Data records:
//! # deck-core: shared data model for collaborative slide decks
//!
//! Plain value types exchanged between clients and the presentation
//! authority, plus the [`role`] gate that decides which user may do what.
//! Nothing in this crate performs I/O.
//!
//! Entities are value-like: every transition produces a new snapshot, so a
//! reader holding an older `Arc<Presentation>` never observes a partially
//! applied change.

use serde::{Deserialize, Serialize};
use thiserror::Error;
use uuid::Uuid;

pub mod role;

pub use role::{can, Action, Role};

/// Title given to slides created from the client.
pub const DEFAULT_SLIDE_TITLE: &str = "New Slide";
/// Content given to text blocks created from the client.
pub const DEFAULT_BLOCK_CONTENT: &str = "New text block. **Markdown** supported!";
pub const DEFAULT_BLOCK_X: f64 = 50.0;
pub const DEFAULT_BLOCK_Y: f64 = 50.0;
pub const DEFAULT_BLOCK_WIDTH: f64 = 200.0;
pub const DEFAULT_BLOCK_HEIGHT: f64 = 100.0;

/// Generate a fresh entity id.
pub fn new_id() -> String {
    Uuid::new_v4().to_string()
}

/// Invariant violations of a [`Presentation`].
#[derive(Error, Debug, Clone, PartialEq)]
pub enum ModelError {
    #[error("presentation {0} has no slides")]
    NoSlides(String),
    #[error("creator {0} is not a member of the presentation")]
    CreatorNotMember(String),
    #[error("user {user_id} holds CREATOR but the presentation creator is {creator_id}")]
    ForeignCreator { user_id: String, creator_id: String },
    #[error("creator {0} does not hold the CREATOR role")]
    CreatorDemoted(String),
    #[error("duplicate user id: {0}")]
    DuplicateUser(String),
    #[error("duplicate slide id: {0}")]
    DuplicateSlide(String),
}

/// The shared deck: ordered slides plus the users allowed to see it.
#[derive(Debug, Clone, PartialEq, Serialize, Deserialize)]
#[serde(rename_all = "camelCase")]
pub struct Presentation {
    pub id: String,
    #[serde(default)]
    pub title: String,
    pub creator_id: String,
    #[serde(default)]
    pub slides: Vec<Slide>,
    #[serde(default)]
    pub users: Vec<User>,
}

impl Presentation {
    /// Create a presentation owned by `creator`, with one empty slide.
    pub fn new(title: impl Into<String>, creator: User) -> Self {
        let creator = User {
            role: Role::Creator,
            ..creator
        };
        Self {
            id: new_id(),
            title: title.into(),
            creator_id: creator.id.clone(),
            slides: vec![Slide::new(DEFAULT_SLIDE_TITLE)],
            users: vec![creator],
        }
    }

    pub fn slide(&self, slide_id: &str) -> Option<&Slide> {
        self.slides.iter().find(|s| s.id == slide_id)
    }

    pub fn slide_index(&self, slide_id: &str) -> Option<usize> {
        self.slides.iter().position(|s| s.id == slide_id)
    }

    pub fn has_slide(&self, slide_id: &str) -> bool {
        self.slide(slide_id).is_some()
    }

    /// Id of the first slide in display order.
    pub fn first_slide_id(&self) -> Option<&str> {
        self.slides.first().map(|s| s.id.as_str())
    }

    pub fn block(&self, slide_id: &str, block_id: &str) -> Option<&TextBlock> {
        self.slide(slide_id).and_then(|s| s.block(block_id))
    }

    pub fn user(&self, user_id: &str) -> Option<&User> {
        self.users.iter().find(|u| u.id == user_id)
    }

    pub fn user_by_nickname(&self, nickname: &str) -> Option<&User> {
        self.users.iter().find(|u| u.nickname == nickname)
    }

    pub fn creator(&self) -> Option<&User> {
        self.user(&self.creator_id)
    }

    /// Copy of this presentation with `f` applied to the slide `slide_id`.
    ///
    /// Returns `None` when the slide does not exist or `f` declines the change.
    pub fn map_slide(
        &self,
        slide_id: &str,
        f: impl FnOnce(&Slide) -> Option<Slide>,
    ) -> Option<Presentation> {
        let index = self.slide_index(slide_id)?;
        let updated = f(&self.slides[index])?;
        let mut next = self.clone();
        next.slides[index] = updated;
        Some(next)
    }

    /// Check the aggregate invariants.
    pub fn validate(&self) -> Result<(), ModelError> {
        if self.slides.is_empty() {
            return Err(ModelError::NoSlides(self.id.clone()));
        }

        let mut seen_slides = std::collections::HashSet::new();
        for slide in &self.slides {
            if !seen_slides.insert(slide.id.as_str()) {
                return Err(ModelError::DuplicateSlide(slide.id.clone()));
            }
        }

        let mut seen_users = std::collections::HashSet::new();
        for user in &self.users {
            if !seen_users.insert(user.id.as_str()) {
                return Err(ModelError::DuplicateUser(user.id.clone()));
            }
            if user.role == Role::Creator && user.id != self.creator_id {
                return Err(ModelError::ForeignCreator {
                    user_id: user.id.clone(),
                    creator_id: self.creator_id.clone(),
                });
            }
        }

        match self.creator() {
            None => Err(ModelError::CreatorNotMember(self.creator_id.clone())),
            Some(creator) if creator.role != Role::Creator => {
                Err(ModelError::CreatorDemoted(creator.id.clone()))
            }
            Some(_) => Ok(()),
        }
    }
}

/// One slide: a title plus text blocks in display order.
#[derive(Debug, Clone, PartialEq, Serialize, Deserialize)]
pub struct Slide {
    pub id: String,
    #[serde(default)]
    pub title: String,
    #[serde(default)]
    pub blocks: Vec<TextBlock>,
}

impl Slide {
    pub fn new(title: impl Into<String>) -> Self {
        Self {
            id: new_id(),
            title: title.into(),
            blocks: Vec::new(),
        }
    }

    pub fn block(&self, block_id: &str) -> Option<&TextBlock> {
        self.blocks.iter().find(|b| b.id == block_id)
    }

    pub fn has_block(&self, block_id: &str) -> bool {
        self.block(block_id).is_some()
    }
}

/// A positioned rich-text box on a slide.
#[derive(Debug, Clone, PartialEq, Serialize, Deserialize)]
pub struct TextBlock {
    pub id: String,
    /// Markdown source.
    #[serde(default)]
    pub content: String,
    #[serde(default)]
    pub x: f64,
    #[serde(default)]
    pub y: f64,
    #[serde(default = "default_width")]
    pub width: f64,
    #[serde(default = "default_height")]
    pub height: f64,
    #[serde(default)]
    pub styles: BlockStyles,
}

fn default_width() -> f64 {
    DEFAULT_BLOCK_WIDTH
}

fn default_height() -> f64 {
    DEFAULT_BLOCK_HEIGHT
}

impl TextBlock {
    /// A block at (`x`, `y`) with the default size and styles.
    pub fn new(content: impl Into<String>, x: f64, y: f64) -> Self {
        Self {
            id: new_id(),
            content: content.into(),
            x,
            y,
            width: DEFAULT_BLOCK_WIDTH,
            height: DEFAULT_BLOCK_HEIGHT,
            styles: BlockStyles::default(),
        }
    }

    pub fn moved_to(&self, x: f64, y: f64) -> Self {
        Self { x, y, ..self.clone() }
    }

    pub fn resized_to(&self, width: f64, height: f64) -> Self {
        Self {
            width,
            height,
            ..self.clone()
        }
    }

    pub fn with_content(&self, content: impl Into<String>) -> Self {
        Self {
            content: content.into(),
            ..self.clone()
        }
    }

    pub fn with_styles(&self, styles: BlockStyles) -> Self {
        Self {
            styles,
            ..self.clone()
        }
    }
}

impl Default for TextBlock {
    fn default() -> Self {
        Self::new(DEFAULT_BLOCK_CONTENT, DEFAULT_BLOCK_X, DEFAULT_BLOCK_Y)
    }
}

/// Horizontal text alignment inside a block.
#[derive(Debug, Clone, Copy, PartialEq, Eq, Default, Serialize, Deserialize)]
#[serde(rename_all = "lowercase")]
pub enum TextAlign {
    #[default]
    Left,
    Center,
    Right,
    Justify,
}

/// Character and paragraph styling of a block.
///
/// Colours left as `None` inherit the foreground and keep a transparent
/// background.
#[derive(Debug, Clone, PartialEq, Default, Serialize, Deserialize)]
#[serde(rename_all = "camelCase", default)]
pub struct BlockStyles {
    pub bold: bool,
    pub italic: bool,
    pub underline: bool,
    pub strikethrough: bool,
    #[serde(skip_serializing_if = "Option::is_none")]
    pub color: Option<String>,
    #[serde(skip_serializing_if = "Option::is_none")]
    pub background_color: Option<String>,
    pub text_align: TextAlign,
    #[serde(skip_serializing_if = "Option::is_none")]
    pub font_size: Option<f32>,
}

/// A member of a presentation.
#[derive(Debug, Clone, PartialEq, Serialize, Deserialize)]
#[serde(rename_all = "camelCase")]
pub struct User {
    pub id: String,
    pub nickname: String,
    pub role: Role,
    #[serde(default, skip_serializing_if = "Option::is_none")]
    pub presentation_id: Option<String>,
}

impl User {
    pub fn new(nickname: impl Into<String>, role: Role) -> Self {
        Self {
            id: new_id(),
            nickname: nickname.into(),
            role,
            presentation_id: None,
        }
    }

    pub fn with_role(&self, role: Role) -> Self {
        Self {
            role,
            ..self.clone()
        }
    }
}

#[cfg(test)]
mod tests {
    use super::*;
    use serde_json::json;

    fn sample() -> Presentation {
        let mut p = Presentation::new("Quarterly", User::new("alice", Role::Editor));
        p.users.push(User::new("bob", Role::Editor));
        p
    }

    #[test]
    fn test_new_presentation_is_valid() {
        let p = sample();
        assert_eq!(p.slides.len(), 1);
        assert_eq!(p.slides[0].title, DEFAULT_SLIDE_TITLE);
        assert_eq!(p.creator().unwrap().nickname, "alice");
        assert_eq!(p.creator().unwrap().role, Role::Creator);
        assert!(p.validate().is_ok());
    }

    #[test]
    fn test_validate_rejects_empty_deck() {
        let mut p = sample();
        p.slides.clear();
        assert_eq!(p.validate(), Err(ModelError::NoSlides(p.id.clone())));
    }

    #[test]
    fn test_validate_rejects_missing_creator() {
        let mut p = sample();
        p.users.retain(|u| u.role != Role::Creator);
        assert!(matches!(p.validate(), Err(ModelError::CreatorNotMember(_))));
    }

    #[test]
    fn test_validate_rejects_second_creator() {
        let mut p = sample();
        p.users[1].role = Role::Creator;
        assert!(matches!(p.validate(), Err(ModelError::ForeignCreator { .. })));
    }

    #[test]
    fn test_validate_rejects_duplicate_users() {
        let mut p = sample();
        let dup = p.users[1].clone();
        p.users.push(dup);
        assert!(matches!(p.validate(), Err(ModelError::DuplicateUser(_))));
    }

    #[test]
    fn test_map_slide_leaves_source_untouched() {
        let p = sample();
        let slide_id = p.slides[0].id.clone();
        let block = TextBlock::default();

        let next = p
            .map_slide(&slide_id, |s| {
                let mut s = s.clone();
                s.blocks.push(block.clone());
                Some(s)
            })
            .unwrap();

        assert!(p.slides[0].blocks.is_empty());
        assert_eq!(next.slides[0].blocks, vec![block]);
        assert!(p.map_slide("missing", |s| Some(s.clone())).is_none());
    }

    #[test]
    fn test_block_defaults_from_sparse_wire_value() {
        let block: TextBlock = serde_json::from_value(json!({
            "id": "b1",
            "content": "hello",
            "x": 10,
            "y": 20
        }))
        .unwrap();

        assert_eq!(block.width, DEFAULT_BLOCK_WIDTH);
        assert_eq!(block.height, DEFAULT_BLOCK_HEIGHT);
        assert_eq!(block.styles, BlockStyles::default());
        assert_eq!(block.styles.text_align, TextAlign::Left);
        assert!(block.styles.color.is_none());
    }

    #[test]
    fn test_styles_use_camel_case_on_the_wire() {
        let styles = BlockStyles {
            bold: true,
            background_color: Some("#ffee00".into()),
            text_align: TextAlign::Center,
            font_size: Some(24.0),
            ..BlockStyles::default()
        };
        let value = serde_json::to_value(&styles).unwrap();
        assert_eq!(value["backgroundColor"], "#ffee00");
        assert_eq!(value["textAlign"], "center");
        assert_eq!(value["fontSize"], 24.0);
        assert!(value.get("color").is_none());
    }

    #[test]
    fn test_presentation_wire_names() {
        let p = sample();
        let value = serde_json::to_value(&p).unwrap();
        assert_eq!(value["creatorId"], p.creator_id.as_str());
        assert_eq!(value["users"][0]["role"], "CREATOR");
    }
}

- **Task directions**: Above are the records; from them, give again exactly the lines from the one containing "pub const DEFAULT_BLOCK_WIDTH: f64 = 200.0;" to the one containing "#[derive(Error, Debug, Clone, PartialEq)]", both lines included, and nothing more.

- **Answer to the exercise**:
pub const DEFAULT_BLOCK_WIDTH: f64 = 200.0;
pub const DEFAULT_BLOCK_HEIGHT: f64 = 100.0;

/// Generate a fresh entity id.
pub fn new_id() -> String {
    Uuid::new_v4().to_string()
}

/// Invariant violations of a [`Presentation`].
#[derive(Error, Debug, Clone, PartialEq)]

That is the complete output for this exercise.